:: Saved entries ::
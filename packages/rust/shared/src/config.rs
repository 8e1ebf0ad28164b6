//! Application configuration for bitfunnel.
//!
//! User config lives at `~/.bitfunnel/bitfunnel.toml`.
//! CLI flags override config file values, which override defaults.

use std::path::{Path, PathBuf};

use serde::{Deserialize, Serialize};

use crate::error::{FunnelError, Result};

/// Default configuration file name.
const CONFIG_FILE_NAME: &str = "bitfunnel.toml";

/// Default config directory name under the user's home.
const CONFIG_DIR_NAME: &str = ".bitfunnel";

// ---------------------------------------------------------------------------
// Config structs (matching bitfunnel.toml schema)
// ---------------------------------------------------------------------------

/// Top-level application config, deserialized from TOML.
#[derive(Debug, Clone, Default, Serialize, Deserialize)]
pub struct AppConfig {
    /// Funnel tunables.
    #[serde(default)]
    pub pipeline: PipelineSection,

    /// Judgment service settings.
    #[serde(default)]
    pub judgment: JudgmentConfig,

    /// YouTube provider settings.
    #[serde(default)]
    pub youtube: YouTubeConfig,

    /// Result output settings.
    #[serde(default)]
    pub output: OutputConfig,
}

/// How pre-screening judges a candidate.
#[derive(Debug, Clone, Copy, PartialEq, Eq, Default, Serialize, Deserialize)]
#[serde(rename_all = "snake_case")]
pub enum ScreeningMode {
    /// Content excerpt plus sampled items. Passes on `score >= threshold`
    /// and a `continue` recommendation.
    #[default]
    ContentAware,
    /// Items only; the content is never fetched for screening.
    ItemsOnly,
}

impl ScreeningMode {
    /// Default pass threshold for this mode.
    pub fn default_threshold(&self) -> f64 {
        match self {
            Self::ContentAware => 5.0,
            Self::ItemsOnly => 6.0,
        }
    }
}

impl std::str::FromStr for ScreeningMode {
    type Err = FunnelError;

    fn from_str(s: &str) -> Result<Self> {
        match s {
            "content_aware" | "content-aware" => Ok(Self::ContentAware),
            "items_only" | "items-only" => Ok(Self::ItemsOnly),
            other => Err(FunnelError::config(format!(
                "unknown screening mode '{other}': expected 'content-aware' or 'items-only'"
            ))),
        }
    }
}

/// `[pipeline]` section.
#[derive(Debug, Clone, Serialize, Deserialize)]
pub struct PipelineSection {
    /// Candidates requested from discovery per search term.
    #[serde(default = "default_max_candidates")]
    pub max_candidates_per_term: usize,

    /// Raw items fetched per surviving candidate.
    #[serde(default = "default_max_items")]
    pub max_items_per_candidate: usize,

    /// Items sampled for pre-screening.
    #[serde(default = "default_screening_sample")]
    pub screening_sample_size: usize,

    /// Seconds of content included in the screening excerpt.
    #[serde(default = "default_screening_secs")]
    pub screening_content_secs: u32,

    /// Screening pass threshold. Unset means the mode's default.
    #[serde(default, skip_serializing_if = "Option::is_none")]
    pub screening_threshold: Option<f64>,

    #[serde(default)]
    pub screening_mode: ScreeningMode,

    /// Target size of the reduced item set.
    #[serde(default = "default_reduction_target")]
    pub reduction_target: usize,

    /// Quality threshold passed to the judgment as context.
    #[serde(default = "default_quality_threshold")]
    pub quality_threshold: f64,

    /// Maximum generation attempts per candidate.
    #[serde(default = "default_max_retry")]
    pub max_retry: u32,

    /// Character cap applied to full content before generation.
    #[serde(default = "default_content_budget")]
    pub content_char_budget: usize,

    /// Candidates analysed at once after screening.
    #[serde(default = "default_concurrency")]
    pub analysis_concurrency: usize,
}

impl Default for PipelineSection {
    fn default() -> Self {
        Self {
            max_candidates_per_term: default_max_candidates(),
            max_items_per_candidate: default_max_items(),
            screening_sample_size: default_screening_sample(),
            screening_content_secs: default_screening_secs(),
            screening_threshold: None,
            screening_mode: ScreeningMode::default(),
            reduction_target: default_reduction_target(),
            quality_threshold: default_quality_threshold(),
            max_retry: default_max_retry(),
            content_char_budget: default_content_budget(),
            analysis_concurrency: default_concurrency(),
        }
    }
}

fn default_max_candidates() -> usize {
    3
}
fn default_max_items() -> usize {
    200
}
fn default_screening_sample() -> usize {
    20
}
fn default_screening_secs() -> u32 {
    180
}
fn default_reduction_target() -> usize {
    50
}
fn default_quality_threshold() -> f64 {
    7.0
}
fn default_max_retry() -> u32 {
    2
}
fn default_content_budget() -> usize {
    15_000
}
fn default_concurrency() -> usize {
    1
}

/// Sampling settings for one kind of judgment call.
#[derive(Debug, Clone, PartialEq, Serialize, Deserialize)]
pub struct StageSettings {
    /// Model override; falls back to `judgment.default_model`.
    #[serde(default, skip_serializing_if = "Option::is_none")]
    pub model: Option<String>,
    pub temperature: f32,
    pub max_tokens: u32,
}

impl StageSettings {
    fn new(temperature: f32, max_tokens: u32) -> Self {
        Self {
            model: None,
            temperature,
            max_tokens,
        }
    }
}

/// `[judgment]` section.
#[derive(Debug, Clone, Serialize, Deserialize)]
pub struct JudgmentConfig {
    /// Name of the env var holding the API key (never store the key itself).
    #[serde(default = "default_judgment_key_env")]
    pub api_key_env: String,

    /// OpenAI-compatible API base URL.
    #[serde(default = "default_base_url")]
    pub base_url: String,

    /// Model used when a stage sets no override.
    #[serde(default = "default_model")]
    pub default_model: String,

    /// Per-request timeout.
    #[serde(default = "default_timeout")]
    pub timeout_secs: u64,

    /// Answer repeated identical requests from memory within a run.
    #[serde(default = "default_true")]
    pub cache: bool,

    #[serde(default = "default_screening_settings")]
    pub screening: StageSettings,

    #[serde(default = "default_reduction_settings")]
    pub reduction: StageSettings,

    /// Generation favours creativity, hence the higher temperature.
    #[serde(default = "default_generation_settings")]
    pub generation: StageSettings,

    #[serde(default = "default_quality_settings")]
    pub quality: StageSettings,

    #[serde(default = "default_planning_settings")]
    pub planning: StageSettings,
}

impl Default for JudgmentConfig {
    fn default() -> Self {
        Self {
            api_key_env: default_judgment_key_env(),
            base_url: default_base_url(),
            default_model: default_model(),
            timeout_secs: default_timeout(),
            cache: true,
            screening: default_screening_settings(),
            reduction: default_reduction_settings(),
            generation: default_generation_settings(),
            quality: default_quality_settings(),
            planning: default_planning_settings(),
        }
    }
}

fn default_judgment_key_env() -> String {
    "OPENROUTER_API_KEY".into()
}
fn default_base_url() -> String {
    "https://openrouter.ai/api/v1".into()
}
fn default_model() -> String {
    "openai/gpt-4o-mini".into()
}
fn default_timeout() -> u64 {
    120
}
fn default_true() -> bool {
    true
}
fn default_screening_settings() -> StageSettings {
    StageSettings::new(0.3, 500)
}
fn default_reduction_settings() -> StageSettings {
    StageSettings::new(0.5, 2000)
}
fn default_generation_settings() -> StageSettings {
    StageSettings::new(0.8, 4000)
}
fn default_quality_settings() -> StageSettings {
    StageSettings::new(0.3, 1500)
}
fn default_planning_settings() -> StageSettings {
    StageSettings::new(0.7, 500)
}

:: Problem details ::
Above are the records; from them, give again exactly the lines from the one containing "User config lives" to the one containing "the user's home.", both lines included, and nothing more.

:: Reply ::
//! User config lives at `~/.bitfunnel/bitfunnel.toml`.
//! CLI flags override config file values, which override defaults.

use std::path::{Path, PathBuf};

use serde::{Deserialize, Serialize};

use crate::error::{FunnelError, Result};

/// Default configuration file name.
const CONFIG_FILE_NAME: &str = "bitfunnel.toml";

/// Default config directory name under the user's home.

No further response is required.